Peningkatan Kompetensi Pengemudi Truk Nasional: Mendesak Adopsi Kurikulum Terstruktur dan Kolaborasi Intensif

markdown Kecelakaan yang melibatkan truk masih menjadi persoalan serius di Indonesia, dan sebagian besar insiden tersebut disinyalir disebabkan oleh faktor human error. Kondisi ini menyoroti urgensi peningkatan kualitas sumber daya manusia (SDM) di sektor transportasi, khususnya para pengemudi truk.
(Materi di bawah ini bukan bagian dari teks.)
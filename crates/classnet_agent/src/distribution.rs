//! Hashed, allowlisted file sets.
//!
//! A [`Distribution`] is a fixed list of relative paths under a release
//! directory. Its manifest lists every present file with its SHA-256 and
//! size. The device release and the bootstrap subset are two instances of
//! the same type.
//!
//! Manifests are memoized against a stamp of `(path, size, mtime)` for every
//! file plus the `VERSION` file. A changed stamp triggers a rebuild, and the
//! result is published as one immutable `Arc`, so readers either see the old
//! snapshot or the new one.

use classnet_common::conditional::sha256_hex;
use classnet_config::{is_safe_relative_path, AgentConfig};
use serde::{Deserialize, Serialize};
use std::fs;
use std::io::ErrorKind;
use std::path::{Path, PathBuf};
use std::sync::{Arc, RwLock};
use std::time::SystemTime;
use tracing::{debug, info, warn};

use crate::error::AgentError;

const VERSION_FILE: &str = "VERSION";
const UNKNOWN_VERSION: &str = "0.0.0";

#[cfg_attr(feature = "openapi", derive(utoipa::ToSchema))]
#[derive(Debug, Clone, PartialEq, Eq, Serialize, Deserialize)]
pub struct ManifestEntry {
    pub path: String,
    pub sha256: String,
    pub size: u64,
}

#[cfg_attr(feature = "openapi", derive(utoipa::ToSchema))]
#[derive(Debug, Clone, PartialEq, Eq, Serialize, Deserialize)]
pub struct Manifest {
    pub version: String,
    pub files: Vec<ManifestEntry>,
}

impl Manifest {
    pub fn entry(&self, path: &str) -> Option<&ManifestEntry> {
        self.files.iter().find(|entry| entry.path == path)
    }
}

#[derive(Debug, Clone, PartialEq, Eq)]
struct FileStamp {
    len: u64,
    modified: Option<SystemTime>,
}

type ReleaseStamp = Vec<(String, Option<FileStamp>)>;

#[derive(Debug)]
struct Snapshot {
    stamp: ReleaseStamp,
    manifest: Arc<Manifest>,
}

/// Normalize a requested path to the form used in manifests.
///
/// Backslashes become slashes and a leading `./` or `/` is dropped. Returns
/// `None` for anything that is not a plain relative path.
pub fn normalize_request_path(raw: &str) -> Option<String> {
    let slashed = raw.trim().replace('\\', "/");
    let mut path = slashed.as_str();
    while let Some(rest) = path.strip_prefix("./") {
        path = rest;
    }
    let path = path.trim_start_matches('/');
    is_safe_relative_path(path).then(|| path.to_string())
}

#[derive(Debug)]
pub struct Distribution {
    name: &'static str,
    root: PathBuf,
    version: Option<String>,
    files: Vec<String>,
    cache: RwLock<Option<Arc<Snapshot>>>,
}

impl Distribution {
    pub fn new(
        name: &'static str,
        root: impl Into<PathBuf>,
        version: Option<String>,
        files: &[String],
    ) -> Result<Self, AgentError> {
        let mut normalized = Vec::with_capacity(files.len());
        for file in files {
            let path = normalize_request_path(file)
                .ok_or_else(|| AgentError::UnsafePath(file.clone()))?;
            if !normalized.contains(&path) {
                normalized.push(path);
            }
        }

        Ok(Self {
            name,
            root: root.into(),
            version: version.filter(|v| !v.trim().is_empty()),
            files: normalized,
            cache: RwLock::new(None),
        })
    }

    /// The full agent release a registered device updates from.
    pub fn agent(config: &AgentConfig) -> Result<Self, AgentError> {
        Self::new("agent", &config.release_dir, config.version.clone(), &config.files)
    }

    /// The installer subset served to devices holding only an enrollment ticket.
    pub fn bootstrap(config: &AgentConfig) -> Result<Self, AgentError> {
        Self::new(
            "bootstrap",
            &config.release_dir,
            config.version.clone(),
            &config.bootstrap_files,
        )
    }

    pub fn name(&self) -> &'static str {
        self.name
    }

    pub fn root(&self) -> &Path {
        &self.root
    }

    /// Configured paths, in manifest order.
    pub fn files(&self) -> &[String] {
        &self.files
    }

    fn stamp_of(&self, relative: &str) -> Result<Option<FileStamp>, AgentError> {
        match fs::metadata(self.root.join(relative)) {
            Ok(meta) if meta.is_file() => Ok(Some(FileStamp {
                len: meta.len(),
                modified: meta.modified().ok(),
            })),
            Ok(_) => Ok(None),
            Err(e) if e.kind() == ErrorKind::NotFound => Ok(None),
            Err(source) => Err(AgentError::Io {
                path: relative.to_string(),
                source,
            }),
        }
    }

    fn current_stamp(&self) -> Result<ReleaseStamp, AgentError> {
        let mut stamp = Vec::with_capacity(self.files.len() + 1);
        if self.version.is_none() {
            stamp.push((VERSION_FILE.to_string(), self.stamp_of(VERSION_FILE)?));
        }
        for file in &self.files {
            stamp.push((file.clone(), self.stamp_of(file)?));
        }
        Ok(stamp)
    }

    fn read_version(&self) -> String {
        if let Some(version) = &self.version {
            return version.trim().to_string();
        }
        match fs::read_to_string(self.root.join(VERSION_FILE)) {
            Ok(text) if !text.trim().is_empty() => text.trim().to_string(),
            _ => {
                warn!(distribution = self.name, root = %self.root.display(), "No release version found");
                UNKNOWN_VERSION.to_string()
            }
        }
    }

    fn build(&self, stamp: &ReleaseStamp) -> Result<Manifest, AgentError> {
        // The VERSION stamp, when present, leads and is not a release file.
        let offset = usize::from(self.version.is_none());
        let mut files = Vec::with_capacity(self.files.len());
        for (path, file_stamp) in &stamp[offset..] {
            if file_stamp.is_none() {
                warn!(distribution = self.name, path = %path, "Release file missing, left out of manifest");
                continue;
            }
            let bytes = match fs::read(self.root.join(path)) {
                Ok(bytes) => bytes,
                Err(e) if e.kind() == ErrorKind::NotFound => {
                    warn!(distribution = self.name, path = %path, "Release file vanished while hashing");
                    continue;
                }
                Err(source) => {
                    return Err(AgentError::Io {
                        path: path.clone(),
                        source,
                    })
                }
            };
            files.push(ManifestEntry {
                path: path.clone(),
                sha256: sha256_hex(&bytes),
                size: bytes.len() as u64,
            });
        }

        Ok(Manifest {
            version: self.read_version(),
            files,
        })
    }

    /// Current manifest, rebuilt only when the release on disk changed.
    ///
    /// Blocking: call from `spawn_blocking` in async code.
    pub fn manifest(&self) -> Result<Arc<Manifest>, AgentError> {
        let stamp = self.current_stamp()?;

        {
            let cache = self.cache.read().map_err(|_| AgentError::Poisoned)?;
            if let Some(snapshot) = cache.as_ref() {
                if snapshot.stamp == stamp {
                    return Ok(snapshot.manifest.clone());
                }
            }
        }

        let manifest = Arc::new(self.build(&stamp)?);
        info!(
            distribution = self.name,
            version = %manifest.version,
            files = manifest.files.len(),
            "Manifest rebuilt"
        );

        let mut cache = self.cache.write().map_err(|_| AgentError::Poisoned)?;
        *cache = Some(Arc::new(Snapshot {
            stamp,
            manifest: manifest.clone(),
        }));
        Ok(manifest)
    }

    /// Bytes of a manifest entry. `None` when the path is not listed.
    ///
    /// Only paths present in the current manifest are ever opened.
    pub fn read_file(&self, requested: &str) -> Result<Option<Vec<u8>>, AgentError> {
        let Some(path) = normalize_request_path(requested) else {
            debug!(distribution = self.name, "Rejected unsafe file path");
            return Ok(None);
        };

        let manifest = self.manifest()?;
        if manifest.entry(&path).is_none() {
            return Ok(None);
        }

        match fs::read(self.root.join(&path)) {
            Ok(bytes) => Ok(Some(bytes)),
            Err(e) if e.kind() == ErrorKind::NotFound => Ok(None),
            Err(source) => Err(AgentError::Io { path, source }),
        }
    }
}
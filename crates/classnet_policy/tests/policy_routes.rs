mod fixtures;

use axum::http::{header, StatusCode};
use classnet_common::conditional::etag_for;
use classnet_db::DeviceRepository;
use classnet_policy::SENTINEL;
use fixtures::{body_text, env, get, group};

#[tokio::test]
async fn known_token_gets_policy_with_etag() {
    let env = env();
    let token = env.device_token("pc-01", "lab-a").await;
    let router = env.router();

    let response = get(&router, &format!("/w/{}/whitelist.txt", token), None).await;
    assert_eq!(response.status(), StatusCode::OK);
    let etag = response.headers()[header::ETAG].to_str().unwrap().to_string();
    let body = body_text(response).await;

    assert!(body.starts_with("## WHITELIST\nexample.org\nwikipedia.org\n"));
    assert_eq!(etag, etag_for(body.as_bytes()));
}

#[tokio::test]
async fn matching_etag_gets_304_until_rules_change() {
    let env = env();
    let token = env.device_token("pc-02", "lab-a").await;
    let router = env.router();
    let uri = format!("/w/{}/whitelist.txt", token);

    let first = get(&router, &uri, None).await;
    let etag = first.headers()[header::ETAG].to_str().unwrap().to_string();

    let cached = get(&router, &uri, Some(&etag)).await;
    assert_eq!(cached.status(), StatusCode::NOT_MODIFIED);
    assert!(body_text(cached).await.is_empty());

    let mut data = fixtures::catalog_data();
    data.groups[0] = group("base", "base", &["example.org", "khanacademy.org"]);
    env.catalog.replace(data).unwrap();

    let changed = get(&router, &uri, Some(&etag)).await;
    assert_eq!(changed.status(), StatusCode::OK);
    assert_ne!(changed.headers()[header::ETAG].to_str().unwrap(), etag);
    assert!(body_text(changed).await.contains("khanacademy.org"));
}

#[tokio::test]
async fn unknown_or_malformed_tokens_get_sentinel() {
    let env = env();
    let router = env.router();

    for uri in [
        "/w/not-a-token/whitelist.txt",
        "/w/AAAAAAAAAAAAAAAAAAAAAAAAAAAAAAAAAAAAAAAAAAA/whitelist.txt",
        "/w//whitelist.txt",
        "/w/whitelist.txt",
        "/w/",
        "/w",
        "/w/%FF/whitelist.txt",
        "/w/abc/whitelist.txt/extra",
        "/w/abc/policy.txt",
    ] {
        let response = get(&router, uri, None).await;
        assert_eq!(response.status(), StatusCode::OK, "{uri}");
        assert!(response.headers().get(header::ETAG).is_none(), "{uri}");
        assert_eq!(response.headers()[header::CACHE_CONTROL], "no-store", "{uri}");
        assert_eq!(body_text(response).await, SENTINEL, "{uri}");
    }
}

#[tokio::test]
async fn classroom_without_group_gets_sentinel() {
    let env = env();
    let token = env.device_token("pc-03", "lab-empty").await;
    let router = env.router();

    let response = get(&router, &format!("/w/{}/whitelist.txt", token), None).await;
    assert_eq!(response.status(), StatusCode::OK);
    assert_eq!(body_text(response).await, SENTINEL);
}

#[tokio::test]
async fn resolution_touches_last_seen() {
    let env = env();
    let token = env.device_token("pc-04", "lab-a").await;
    let before = env.devices.find_by_hostname("pc-04").await.unwrap().unwrap();

    tokio::time::sleep(std::time::Duration::from_millis(5)).await;
    let router = env.router();
    get(&router, &format!("/w/{}/whitelist.txt", token), None).await;

    let after = env.devices.find_by_hostname("pc-04").await.unwrap().unwrap();
    assert!(after.last_seen_at > before.last_seen_at);
}

#[tokio::test]
async fn export_serves_group_by_name() {
    let env = env();
    let router = env.router();

    let response = get(&router, "/export/base.txt", None).await;
    assert_eq!(response.status(), StatusCode::OK);
    let etag = response.headers()[header::ETAG].to_str().unwrap().to_string();
    assert!(body_text(response).await.contains("wikipedia.org"));

    let cached = get(&router, "/export/base.txt", Some(&etag)).await;
    assert_eq!(cached.status(), StatusCode::NOT_MODIFIED);
}

#[tokio::test]
async fn export_of_unknown_group_is_404() {
    let env = env();
    let router = env.router();

    assert_eq!(get(&router, "/export/nope.txt", None).await.status(), StatusCode::NOT_FOUND);
    assert_eq!(get(&router, "/export/base", None).await.status(), StatusCode::NOT_FOUND);
    assert_eq!(get(&router, "/export/%FF.txt", None).await.status(), StatusCode::NOT_FOUND);
}

#[tokio::test]
async fn export_of_disabled_group_is_sentinel() {
    let env = env();
    let router = env.router();

    let response = get(&router, "/export/exam-mode.txt", None).await;
    assert_eq!(response.status(), StatusCode::OK);
    assert_eq!(body_text(response).await, SENTINEL);
}
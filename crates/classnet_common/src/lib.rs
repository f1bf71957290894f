// --- File: crates/classnet_common/src/lib.rs ---

pub mod conditional; // ETag and If-None-Match handling
pub mod error; // Error taxonomy
pub mod features; // Runtime feature flags
pub mod http; // HTTP utilities
pub mod logging; // Logging utilities
pub mod models; // Shared data structures
pub mod services; // Collaborator traits

pub use error::{
    auth_invalid, auth_missing, config_error, database_error, not_found, validation_error,
    ClassnetError, HttpStatusCode,
};

pub use http::bearer_token;

pub use features::{
    is_agent_updates_enabled, is_bootstrap_enabled, is_enrollment_enabled, is_feature_enabled,
};

pub use services::{AdminAuthenticator, BoxFuture, PolicyCatalog};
Perkumpulan Keamanan dan Keselamatan Indonesia (Kamselindo) menginisiasi kolaborasi lintas sektoral untuk merumuskan solusi komprehensif.

Ketua Umum Kamselindo, Kyatmaja Lookman, mengungkapkan bahwa mayoritas pengemudi truk di Indonesia saat ini memperoleh keterampilan secara otodidak, seringkali bermula sebagai kernet. Situasi ini memicu kebutuhan mendesak akan program pelatihan terstruktur dan sistematis yang mampu meningkatkan kompetensi pengemudi secara signifikan.

"Kita di Kamselindo sekarang sedang melakukan kolaborasi lintas instansi cuma masih belum pecah telor saja," ujar Kyatmaja.

Inisiatif Kamselindo mencakup pendirian Lembaga Pelatihan Kerja (LPK) di tingkat perusahaan. Setiap perusahaan transportasi diharapkan memiliki instruktur bersertifikasi level 4. LPK ini nantinya akan menerapkan kurikulum yang sedang dikembangkan, yang disesuaikan dengan kebutuhan spesifik pengemudi truk.

Kurikulum yang ada saat ini, Standar Kompetensi Kerja Nasional Indonesia (SKKNI), dinilai kurang relevan dengan konteks pekerjaan pengemudi truk. Oleh karena itu, Kamselindo berupaya menyusun kurikulum yang lebih aplikatif dan sesuai dengan tuntutan pekerjaan di lapangan.

"Sudah ada pilot project tiga perusahaan. Tetapi, memang mengurus LPK perusahaannya di Disnaker DKI Jakarta agak lama," ujar Kyatmaja.

Saat ini, beberapa perusahaan telah memulai proyek percontohan pendirian LPK. Namun, proses perizinan di Dinas Tenaga Kerja (Disnaker) DKI Jakarta membutuhkan waktu yang cukup lama. Idealnya, instruktur perusahaan dapat melatih pengemudi secara berkala, terutama saat armada sedang tidak beroperasi. Hal ini untuk mengatasi kendala jadwal pelatihan yang seringkali bentrok dengan aktivitas operasional.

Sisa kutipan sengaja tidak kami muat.